Your wife, huh? Tell her to do whatever she did in 2010. Tell her to get ready for a crunch-time December. You'll make it, John.
Gene from Los Angeles, CA
Hey, Vic, watching the Texans vs. Jets, does it look like a long night for the Packers on Sunday?
At first glance, this is a tough matchup for the Packers. The Texans rush the passer and stop the pass. Offensively, the Texans have a strong running game that demands that defenses play the run and not tee off on the quarterback. I thought the Jets overplayed the pass and invited the run, and you saw what happened; Arian Foster torched them for 152 yards.
Jeff from Rosamond, CA
Against Chicago, Dom Capers double-teamed Brandon Marshall all night. Why do you suppose this was not done to Reggie Wayne?
As I promised in yesterday's column, I provided Coach Capers' answer to the double-team Wayne question in the story I did from yesterday's media interview with Coach Capers. Wayne was double-teamed a lot. He beat it. Blitz doesn't automatically mean sack and double-team doesn't guarantee an incompletion. You have to execute both.
Bob from Joint Base Lewis McChord, WA
What are your thoughts on the offensive line? It seems they haven't fully jelled as a group, yet, given the loss of Scott Wells to free agency and Chad Clifton to retirement, and that has played a fair-sized role in the offense's lack of production to date. Thoughts?
Based on what I've seen, the line appears to have played its best football when the Packers achieved a run-pass balance. In the first half in Seattle, the Packers didn't have balance and Aaron Rodgers was sacked eight times. In the second half, the Packers ran the ball and Rodgers wasn't sacked. In the first half in Indianapolis, the Packers had balance and Rodgers wasn't sacked. In the second half, with Cedric Benson lost to injury, the Packers opened the third quarter with seven straight pass plays and the first of what would be five sacks began. Part of the process of becoming a winning team is discovering your identity.
Joe from Clio, MI
The pace the Packers were on was unsustainable going into a third straight season. They are simply going through what every team goes through and sometimes you come out on the short end of the inevitable closeness of NFL games. The Packers have what only four other teams currently have: a championship QB and championship coach. This team will be fine.
That's the kind of confidence within an organization that allows it to weather periods of losing. You have correctly identified the Packers' strength.
Frank from Lampman, Saskatchewan
Tell me something good.
The final two months of the season are going to be so exciting that it'll make us forget about winter.
Tim from Cincinnati, OH
McCarthy used to always say it's about rushing attempts, not rushing yards.
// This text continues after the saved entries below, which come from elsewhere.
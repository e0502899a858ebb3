use std::fmt;

/// Identity of a host function within its module.
///
/// The scope path holds enclosing classes; it is empty for free functions.
///
/// # Examples
///
/// ```
/// use xenoform_core::QualifiedName;
///
/// let free = QualifiedName::global("max");
/// assert_eq!(free.to_string(), "max");
/// assert_eq!(free.entry_name(), "_max");
///
/// let method = QualifiedName::new("norm", vec!["Vec".into()]);
/// assert_eq!(method.to_string(), "Vec.norm");
/// assert_eq!(method.entry_name(), "_Vec_norm");
/// ```
#[derive(Debug, Clone, PartialEq, Eq, Hash)]
pub struct QualifiedName {
    /// Simple name (e.g., "max", "norm")
    pub name: String,
    /// Enclosing scopes (e.g., ["Vec"])
    pub scope: Vec<String>,
}

impl QualifiedName {
    pub fn new(name: impl Into<String>, scope: Vec<String>) -> Self {
        Self {
            name: name.into(),
            scope,
        }
    }

    /// A name at module level.
    pub fn global(name: impl Into<String>) -> Self {
        Self {
            name: name.into(),
            scope: Vec::new(),
        }
    }

    /// Create from a host qualified name (e.g., "Vec.norm").
    ///
    /// Splits on "." - the last segment is the name, the rest is scope.
    /// `<locals>` markers left by nested definitions are dropped.
    pub fn from_host_qualname(s: &str) -> Self {
        let mut parts: Vec<&str> = s
            .split('.')
            .filter(|p| !p.is_empty() && *p != "<locals>")
            .collect();
        match parts.pop() {
            None => Self::global(""),
            Some(name) => Self::new(name, parts.into_iter().map(str::to_string).collect()),
        }
    }

    pub fn is_global(&self) -> bool {
        self.scope.is_empty()
    }

    pub fn simple_name(&self) -> &str {
        &self.name
    }

    pub fn scope_path(&self) -> &[String] {
        &self.scope
    }

    /// Name under which the compiled function is registered in its module.
    ///
    /// The leading underscore keeps compiled entries apart from the host
    /// placeholders that share the module's namespace.
    pub fn entry_name(&self) -> String {
        let mut entry = String::from("_");
        for part in &self.scope {
            entry.push_str(part);
            entry.push('_');
        }
        entry.push_str(&self.name);
        entry
    }
}

impl fmt::Display for QualifiedName {
    fn fmt(&self, f: &mut fmt::Formatter<'_>) -> fmt::Result {
        if self.scope.is_empty() {
            write!(f, "{}", self.name)
        } else {
            write!(f, "{}.{}", self.scope.join("."), self.name)
        }
    }
}

impl From<&str> for QualifiedName {
    fn from(s: &str) -> Self {
        Self::from_host_qualname(s)
    }
}
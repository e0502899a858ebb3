//! Module assembly.
//!
//! A [`ModuleSpec`] groups the functions declared in one host module. All of
//! them are compiled into a single translation unit, so they must agree on
//! every toolchain-affecting setting.

use xenoform_core::{
    AssemblyError, CompileConfig, DEFAULT_LANGUAGE_STANDARD, FunctionSpec, mapper::NUMPY_HEADER,
    required_headers,
};

use crate::emit;
use crate::headers::{HeaderGroups, group_headers};

/// Stands in for the content hash until the build substitutes it.
pub const CHECKSUM_PLACEHOLDER: &str = "__HASH__";

/// Exported C symbol returning the embedded checksum.
pub const CHECKSUM_SYMBOL: &str = "xenoform_checksum";

/// Host-runtime facts that affect the generated text.
#[derive(Debug, Clone, Copy, PartialEq, Eq, Default)]
pub struct AssemblyOptions {
    /// Declare the module safe to run without the global interpreter lock.
    pub free_threaded: bool,
}

/// Complete source for one module, checksum not yet substituted.
#[derive(Debug, Clone, PartialEq, Eq)]
pub struct AssembledModule {
    pub name: String,
    pub includes: HeaderGroups,
    pub text: String,
}

impl AssembledModule {
    /// The source with every checksum placeholder replaced.
    pub fn with_checksum(&self, checksum: &str) -> String {
        self.text.replace(CHECKSUM_PLACEHOLDER, checksum)
    }
}

/// The functions that make up one compiled module.
#[derive(Debug, Clone, PartialEq, Eq)]
pub struct ModuleSpec {
    name: String,
    functions: Vec<FunctionSpec>,
}

impl ModuleSpec {
    pub fn new(name: impl Into<String>) -> Self {
        Self {
            name: name.into(),
            functions: Vec::new(),
        }
    }

    /// Build a module without validating its functions. [`assemble`]
    /// still rejects conflicting settings.
    ///
    /// [`assemble`]: ModuleSpec::assemble
    pub fn from_functions(name: impl Into<String>, functions: Vec<FunctionSpec>) -> Self {
        Self {
            name: name.into(),
            functions,
        }
    }

    pub fn name(&self) -> &str {
        &self.name
    }

    pub fn functions(&self) -> &[FunctionSpec] {
        &self.functions
    }

    pub fn len(&self) -> usize {
        self.functions.len()
    }

    pub fn is_empty(&self) -> bool {
        self.functions.is_empty()
    }

    /// Settings shared by every function; the first function's config.
    pub fn toolchain_config(&self) -> Option<&CompileConfig> {
        self.functions.first().map(|f| &f.config)
    }

    pub fn language_standard(&self) -> u32 {
        self.toolchain_config()
            .map_or(DEFAULT_LANGUAGE_STANDARD, |c| c.language_standard)
    }

    /// Whether any function asked for verbose lifecycle reporting.
    pub fn is_verbose(&self) -> bool {
        self.functions.iter().any(|f| f.config.verbose)
    }

    /// Add a function, checking it fits the module.
    pub fn add_function(&mut self, function: FunctionSpec) -> Result<(), AssemblyError> {
        self.check_owned(&function)?;
        let entry = function.entry_name();
        if self.functions.iter().any(|f| f.entry_name() == entry) {
            return Err(AssemblyError::DuplicateFunction {
                module: self.name.clone(),
                name: function.name.to_string(),
            });
        }
        self.check_compatible(&function)?;
        self.functions.push(function);
        Ok(())
    }

    /// Add a function, or swap out the one with the same entry name while
    /// keeping its position in the module.
    pub fn replace_function(&mut self, function: FunctionSpec) -> Result<(), AssemblyError> {
        self.check_owned(&function)?;
        let entry = function.entry_name();
        let Some(index) = self.functions.iter().position(|f| f.entry_name() == entry) else {
            self.check_compatible(&function)?;
            self.functions.push(function);
            return Ok(());
        };
        // compare against the other functions only
        let reference = self
            .functions
            .iter()
            .enumerate()
            .find(|(i, _)| *i != index)
            .map(|(_, f)| &f.config);
        if let Some(existing) = reference {
            self.conflict(existing, &function)?;
        }
        self.functions[index] = function;
        Ok(())
    }

    fn check_owned(&self, function: &FunctionSpec) -> Result<(), AssemblyError> {
        if function.module != self.name {
            return Err(AssemblyError::ForeignFunction {
                module: self.name.clone(),
                function: function.name.to_string(),
                declared: function.module.clone(),
            });
        }
        Ok(())
    }

    /// Fail if `function` disagrees with the module on any toolchain setting.
    pub fn check_compatible(&self, function: &FunctionSpec) -> Result<(), AssemblyError> {
        match self.toolchain_config() {
            Some(existing) => self.conflict(existing, function),
            None => Ok(()),
        }
    }

    fn conflict(
        &self,
        existing: &CompileConfig,
        function: &FunctionSpec,
    ) -> Result<(), AssemblyError> {
        match existing
            .toolchain_signature()
            .first_difference(&function.config.toolchain_signature())
        {
            Some((field, existing, requested)) => Err(AssemblyError::ConflictingConfig {
                module: self.name.clone(),
                function: function.name.to_string(),
                field,
                existing,
                requested,
            }),
            None => Ok(()),
        }
    }

    /// All requested headers, per function in declaration order: inferred
    /// from types, then numpy for vectorized functions, then extras.
    pub fn headers(&self) -> Vec<String> {
        let mut headers = Vec::new();
        for function in &self.functions {
            for param in function.mapped_params() {
                headers.extend(required_headers(&param.ty).into_iter().map(str::to_string));
            }
            headers.extend(
                required_headers(&function.return_type)
                    .into_iter()
                    .map(str::to_string),
            );
            if function.is_vectorized() {
                headers.push(NUMPY_HEADER.to_string());
            }
            headers.extend(function.config.extra_includes.iter().cloned());
        }
        headers
    }

    /// Produce the module source.
    ///
    /// The output is a pure function of the module's functions and
    /// `options`; identical inputs yield byte-identical text.
    #[cfg_attr(feature = "profiling", profiling::function)]
    pub fn assemble(&self, options: &AssemblyOptions) -> Result<AssembledModule, AssemblyError> {
        if let Some((first, rest)) = self.functions.split_first() {
            let reference = ModuleSpec::from_functions(self.name.clone(), vec![first.clone()]);
            for function in rest {
                reference.check_compatible(function)?;
            }
        }

        let includes = group_headers(&self.headers());

        let mut registrations = Vec::with_capacity(self.functions.len());
        for function in &self.functions {
            let statements =
                emit::registrations(function).map_err(|source| AssemblyError::UnsupportedType {
                    module: self.name.clone(),
                    function: function.name.to_string(),
                    source,
                })?;
            registrations.extend(statements);
        }

        let gil = if options.free_threaded {
            ", py::mod_gil_not_used()"
        } else {
            ""
        };

        let mut text = String::new();
        text.push_str(&format!("// {} (generated by xenoform)\n\n", self.name));
        text.push_str(&includes.render());
        text.push_str("\nnamespace py = pybind11;\n\n");
        text.push_str(&format!(
            "extern \"C\" PYBIND11_EXPORT const char* {CHECKSUM_SYMBOL}() {{ return \"{CHECKSUM_PLACEHOLDER}\"; }}\n\n"
        ));
        text.push_str(&format!("PYBIND11_MODULE({}, m{gil}) {{\n", self.name));
        text.push_str(&format!(
            "  m.attr(\"__checksum__\") = \"{CHECKSUM_PLACEHOLDER}\";\n"
        ));
        for statement in &registrations {
            text.push_str("  ");
            text.push_str(statement);
            text.push('\n');
        }
        text.push_str("}\n");

        Ok(AssembledModule {
            name: self.name.clone(),
            includes,
            text,
        })
    }
}
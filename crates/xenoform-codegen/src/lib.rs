//! C++ source generation for xenoform.
//!
//! - [`declaration`]: host declarations as data
//! - [`signature`]: validation and extraction into [`FunctionSpec`]s
//! - [`emit`]: lambda and registration text for one function
//! - [`headers`]: header grouping
//! - [`module`]: whole-module assembly
//!
//! [`FunctionSpec`]: xenoform_core::FunctionSpec

pub mod declaration;
pub mod emit;
pub mod headers;
pub mod module;
pub mod signature;

pub use declaration::{Annotation, AnnotationExtra, HostFunction, HostParam};
pub use headers::{HeaderGroups, PYBIND11_HEADER, group_headers};
pub use module::{
    AssembledModule, AssemblyOptions, CHECKSUM_PLACEHOLDER, CHECKSUM_SYMBOL, ModuleSpec,
};
pub use signature::{extract, resolve_annotation};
What happened to that? The Packers need that philosophy back.
I agree, but it would be unfair of me not to acknowledge the logic behind Coach McCarthy's plan to go after the Colts' cornerbacks on Sunday. Hey, I wrote it in my 10 things editorial last Thursday: "9. Attack!—The Colts have injuries at cornerback." How many times have I gotten questions to "Ask Vic" that were critical of Coach McCarthy for sitting on a lead? It was one of the most asked questions I got last year. Here's a better question: When did Coach McCarthy sit on a lead that the strategy wasn't successful? Here's the bottom line: Whatever the strategy is, make it work. The strategy in the second half on Sunday was to go after a secondary depleted by injury and daring the Packers to throw at it. If the Packers had backed down from that challenge, what would that have said about this team's reputation for having a high-powered passing attack?